Everybody knows that baseball — the dominant sport in America for two-thirds of the 20th century — excluded Black players from its major leagues for decades, from the turn of the century until Jackie Robinson broke through in 1947. In most tellings, Negro League stars like Buck O’Neill, Josh Gibson and Satchel Paige are tragic figures: They were robbed of the opportunity to compete against Joe DiMaggio, et al, and to join the firmament of household names on the sports pages, in the record books and at Cooperstown.
A parallel history of baseball from a Black point of view, Sam Pollard’s fleet-footed, feature-length The League offers a perspective that acknowledges segregation and racism — yet is closer to a house party than a lament. Meshing the recollections of numerous players and Negro League umpire Bob Motley (who died in 2017), a wealth of splendid vintage footage and interviews with young Black historians, it’s a solid double in the gap that fans of the game will enjoy even more than devotees of American social history.

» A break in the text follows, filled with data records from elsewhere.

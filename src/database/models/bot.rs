//! Process-wide bot settings.

/// Switches owners flip with a single command.
#[derive(Debug, Clone, Copy, PartialEq, Eq)]
pub enum Toggle {
    AutoRead,
    AutoStatus,
    StatusReact,
    AutoReact,
    AlwaysOnline,
}

impl Toggle {
    pub fn from_command(cmd: &str) -> Option<Self> {
        match cmd {
            "autoread" => Some(Self::AutoRead),
            "autostatus" => Some(Self::AutoStatus),
            "statusreact" => Some(Self::StatusReact),
            "autoreact" => Some(Self::AutoReact),
            "alwaysonline" => Some(Self::AlwaysOnline),
            _ => None,
        }
    }

    pub fn label(&self) -> &'static str {
        match self {
            Self::AutoRead => "Auto Read",
            Self::AutoStatus => "Auto Status View",
            Self::StatusReact => "Status React",
            Self::AutoReact => "Auto React",
            Self::AlwaysOnline => "Always Online",
        }
    }
}

#[derive(Debug, Clone, PartialEq, Eq)]
pub struct BotSettings {
    pub prefix: String,
    pub auto_read: bool,
    pub auto_status: bool,
    pub status_react: bool,
    pub auto_react: bool,
    pub always_online: bool,
    /// Clean ids whose statuses are auto-viewed; empty means everyone.
    pub status_targets: Vec<String>,
}

impl BotSettings {
    pub fn with_prefix(prefix: impl Into<String>) -> Self {
        Self {
            prefix: prefix.into(),
            auto_read: false,
            auto_status: false,
            status_react: false,
            auto_react: false,
            always_online: false,
            status_targets: Vec::new(),
        }
    }

    pub fn get(&self, toggle: Toggle) -> bool {
        match toggle {
            Toggle::AutoRead => self.auto_read,
            Toggle::AutoStatus => self.auto_status,
            Toggle::StatusReact => self.status_react,
            Toggle::AutoReact => self.auto_react,
            Toggle::AlwaysOnline => self.always_online,
        }
    }

    fn slot(&mut self, toggle: Toggle) -> &mut bool {
        match toggle {
            Toggle::AutoRead => &mut self.auto_read,
            Toggle::AutoStatus => &mut self.auto_status,
            Toggle::StatusReact => &mut self.status_react,
            Toggle::AutoReact => &mut self.auto_react,
            Toggle::AlwaysOnline => &mut self.always_online,
        }
    }

    /// Flip a switch and return its new value.
    pub fn toggle(&mut self, toggle: Toggle) -> bool {
        let slot = self.slot(toggle);
        *slot = !*slot;
        *slot
    }

    pub fn set(&mut self, toggle: Toggle, value: bool) {
        *self.slot(toggle) = value;
    }

    /// Whether a status from `sender` (clean id) should be auto-viewed.
    pub fn watches_status_of(&self, sender: &str) -> bool {
        self.status_targets.is_empty() || self.status_targets.iter().any(|t| t == sender)
    }
}

impl Default for BotSettings {
    fn default() -> Self {
        Self::with_prefix("#")
    }
}
//! Permission checker with cached group lookups.

use std::sync::Arc;

use tracing::{debug, warn};

use crate::cache::{CacheConfig, CacheRegistry, TypedCache};
use crate::client::{GroupInfo, Jid, MessageEvent, WaClient};
use crate::database::{Mode, SettingsStore};
use crate::utils::jid::clean_id;

/// Who may run a command.
#[derive(Debug, Clone, Copy, PartialEq, Eq)]
pub enum Access {
    Everyone,
    /// Group chats only; group admins and owners.
    GroupAdmin,
    Owner,
}

/// Cache key for group lookups: (session, group jid).
type GroupCacheKey = (String, String);

/// Permission checker.
///
/// Owners (the paired account itself plus `OWNER_NUMBERS`) bypass every
/// check. Admin status comes from the group's participant list, fetched
/// through the session's client and cached briefly.
#[derive(Clone)]
pub struct Permissions {
    groups: TypedCache<GroupCacheKey, Arc<GroupInfo>>,
    owner_numbers: Arc<Vec<String>>,
    settings: SettingsStore,
}

impl Permissions {
    pub fn new(cache_registry: &CacheRegistry, owner_numbers: Vec<String>, settings: SettingsStore) -> Self {
        let groups = cache_registry.get_or_create("group_metadata", CacheConfig::group_metadata());

        Self {
            groups,
            owner_numbers: Arc::new(owner_numbers),
            settings,
        }
    }

    /// Whether `sender` is the account behind `client` (by number or LID)
    /// or a configured extra owner.
    pub fn is_owner(&self, client: &dyn WaClient, sender: &Jid) -> bool {
        let sender = sender.clean();
        if sender.is_empty() {
            return false;
        }

        let identity = client.identity();
        let own = [identity.phone.as_deref(), identity.lid.as_deref()]
            .into_iter()
            .flatten()
            .map(clean_id)
            .any(|id| !id.is_empty() && id == sender);

        own || self.owner_numbers.iter().any(|n| *n == sender)
    }

    /// Group metadata, cached. `None` when the lookup fails.
    pub async fn group_info(&self, client: &dyn WaClient, group: &Jid) -> Option<Arc<GroupInfo>> {
        let key = (client.session_id().to_string(), group.to_non_device().to_string());

        if let Some(cached) = self.groups.get(&key) {
            debug!("Group cache hit for {}", group);
            return Some(cached);
        }

        debug!("Group cache miss for {}", group);

        match client.group_info(group).await {
            Ok(info) => {
                let info = Arc::new(info);
                self.groups.insert(key, Arc::clone(&info));
                Some(info)
            }
            Err(e) => {
                warn!("Failed to fetch group info for {}: {}", group, e);
                None
            }
        }
    }

    /// Whether `sender` is an admin of `group`. Lookup failures count as
    /// not admin.
    pub async fn is_admin(&self, client: &dyn WaClient, group: &Jid, sender: &Jid) -> bool {
        let sender = sender.clean();
        if sender.is_empty() {
            return false;
        }

        match self.group_info(client, group).await {
            Some(info) => info
                .participants
                .iter()
                .any(|p| p.matches(&sender) && (p.is_admin || p.is_super_admin)),
            None => false,
        }
    }

    /// Whether the bot account itself can administer `group`.
    pub async fn bot_is_admin(&self, client: &dyn WaClient, group: &Jid) -> bool {
        let identity = client.identity();
        let Some(info) = self.group_info(client, group).await else {
            return false;
        };

        [identity.phone, identity.lid]
            .into_iter()
            .flatten()
            .map(|id| clean_id(&id))
            .any(|id| {
                info.participants
                    .iter()
                    .any(|p| p.matches(&id) && (p.is_admin || p.is_super_admin))
            })
    }

    /// Chat mode policy: may this sender run commands here at all?
    pub async fn can_execute(&self, client: &dyn WaClient, event: &MessageEvent) -> bool {
        if self.is_owner(client, &event.sender) {
            return true;
        }
        if !event.is_group() {
            return true;
        }

        match self.settings.get(&event.chat.to_string()).mode {
            Mode::Private => false,
            Mode::Admin => self.is_admin(client, &event.chat, &event.sender).await,
            Mode::Public => true,
        }
    }

    /// Mode policy plus the command's own access level.
    pub async fn authorize(&self, access: Access, client: &dyn WaClient, event: &MessageEvent) -> bool {
        if !self.can_execute(client, event).await {
            debug!("Mode policy denied {} in {}", event.sender, event.chat);
            return false;
        }

        let allowed = match access {
            Access::Everyone => true,
            Access::Owner => self.is_owner(client, &event.sender),
            Access::GroupAdmin => {
                event.is_group()
                    && (self.is_owner(client, &event.sender)
                        || self.is_admin(client, &event.chat, &event.sender).await)
            }
        };

        if !allowed {
            debug!("{:?} access denied for {} in {}", access, event.sender, event.chat);
        }
        allowed
    }

    /// Forget cached metadata for a group (all sessions).
    pub fn invalidate(&self, group: &Jid) {
        let group = group.to_non_device().to_string();
        self.groups.invalidate_where(|(_, g), _| *g == group);
    }
}

#[cfg(test)]
mod tests {
    use std::sync::atomic::Ordering;

    use super::*;
    use crate::client::mock::MockClient;

    const BOT: &str = "923000000001";
    const ADMIN: &str = "923000000002";
    const MEMBER: &str = "923000000003";

    fn group() -> Jid {
        "120363000000000001@g.us".parse().unwrap()
    }

    fn event(chat: &Jid, sender: &str) -> MessageEvent {
        MessageEvent {
            session: "s1".into(),
            id: "M1".into(),
            chat: chat.clone(),
            sender: format!("{sender}:7@s.whatsapp.net").parse().unwrap(),
            from_me: false,
            text: "#ping".into(),
            media: None,
            quoted: None,
            mentions: Vec::new(),
        }
    }

    fn setup(mode: Mode) -> (Permissions, MockClient) {
        let settings = SettingsStore::new();
        settings.update(&group().to_string(), |s| s.mode = mode);
        let perms = Permissions::new(&CacheRegistry::new(), vec!["447700900000".into()], settings);
        let client = MockClient::new("s1", BOT).with_group(&group(), &[BOT, ADMIN, MEMBER], &[BOT, ADMIN]);
        (perms, client)
    }

    #[tokio::test]
    async fn test_owner_always_passes() {
        for mode in [Mode::Public, Mode::Admin, Mode::Private] {
            let (perms, client) = setup(mode);
            client.fail_group_info.store(true, Ordering::SeqCst);
            assert!(perms.can_execute(&client, &event(&group(), BOT)).await);
            assert!(perms.can_execute(&client, &event(&Jid::user_jid(MEMBER), BOT)).await);
            assert!(perms.can_execute(&client, &event(&group(), "447700900000")).await);
        }
    }

    #[tokio::test]
    async fn test_owner_matches_linked_identifier() {
        let (perms, client) = setup(Mode::Private);
        client.set_identity(crate::client::AccountIdentity {
            phone: Some(BOT.into()),
            lid: Some("99887766:3@lid".into()),
        });
        let sender: Jid = "99887766@lid".parse().unwrap();
        assert!(perms.is_owner(&client, &sender));
    }

    #[tokio::test]
    async fn test_private_mode_rejects_group_admins() {
        let (perms, client) = setup(Mode::Private);
        assert!(!perms.can_execute(&client, &event(&group(), ADMIN)).await);
        assert!(!perms.can_execute(&client, &event(&group(), MEMBER)).await);
    }

    #[tokio::test]
    async fn test_admin_mode_requires_admin_flag() {
        let (perms, client) = setup(Mode::Admin);
        assert!(perms.can_execute(&client, &event(&group(), ADMIN)).await);
        assert!(!perms.can_execute(&client, &event(&group(), MEMBER)).await);
        assert!(!perms.can_execute(&client, &event(&group(), "111111111")).await);
    }

    #[tokio::test]
    async fn test_admin_lookup_fails_closed() {
        let (perms, client) = setup(Mode::Admin);
        client.fail_group_info.store(true, Ordering::SeqCst);
        assert!(!perms.can_execute(&client, &event(&group(), ADMIN)).await);
    }

    #[tokio::test]
    async fn test_non_group_chats_pass() {
        let (perms, client) = setup(Mode::Private);
        assert!(perms.can_execute(&client, &event(&Jid::user_jid(MEMBER), MEMBER)).await);
    }

    #[tokio::test]
    async fn test_group_info_is_cached_until_invalidated() {
        let (perms, client) = setup(Mode::Admin);
        assert!(perms.is_admin(&client, &group(), &Jid::user_jid(ADMIN)).await);
        assert!(perms.is_admin(&client, &group(), &Jid::user_jid(ADMIN)).await);
        assert_eq!(client.group_info_calls.load(Ordering::SeqCst), 1);

        perms.invalidate(&group());
        assert!(perms.bot_is_admin(&client, &group()).await);
        assert_eq!(client.group_info_calls.load(Ordering::SeqCst), 2);
    }

    #[tokio::test]
    async fn test_authorize_access_levels() {
        let (perms, client) = setup(Mode::Public);
        let member = event(&group(), MEMBER);
        let admin = event(&group(), ADMIN);
        let dm = event(&Jid::user_jid(ADMIN), ADMIN);

        assert!(perms.authorize(Access::Everyone, &client, &member).await);
        assert!(!perms.authorize(Access::GroupAdmin, &client, &member).await);
        assert!(perms.authorize(Access::GroupAdmin, &client, &admin).await);
        assert!(!perms.authorize(Access::GroupAdmin, &client, &dm).await);
        assert!(!perms.authorize(Access::Owner, &client, &admin).await);
        assert!(perms.authorize(Access::Owner, &client, &event(&group(), BOT)).await);
    }
}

The League is not as kinetic and enthralling as the prolific Pollard’s recent Sammy Davis, Jr.: I’ve Gotta Be Me (2017) or last year’s Lowndes County and the Road to Black Power. But that likely comes down to the episodic, pass-the-baton nature of the Negro Leagues’ evolution.
In the leadoff spot is Andrew “Rube” Foster, a crafty Black pitcher whom New York Giants manager John McGraw reportedly hired to secretly teach future Hall of Famer Christy Mathewson the fadeaway (a.k.a. screwball). Foster became an innovative manager and owner of the Chicago American Giants, where he pioneered an aggressive style of play built on speed, base-running and squeeze bunts (in contrast to the Major Leagues’ love affair with Babe Ruth’s home run jogs).
Foster’s biggest contribution, though, was persuading fellow Midwest team owners to form the Negro National League in 1920. Another group formed the Eastern Colored League in 1923, and the winners of the two leagues met in the first “colored” World Series the following year.
Organized Black baseball created rivalries and birthed stars. Off the field, the effects were even more significant: Black communities proudly embraced their teams to such a degree that churches moved their Sunday services up an hour in deference to highly anticipated games. Meanwhile, the teams hired hundreds of ticket-takers, vendors and ushers, fueling the local economy.
Foster was disabled by gas poisoning in a hotel accident. His 1930 death, combined with the Great Depression, doomed the Negro National League. Pittsburgh Crawfords owner Gus Greenlee launched the second iteration in 1933, the same year he signed the likable catcher Joshua Gibson.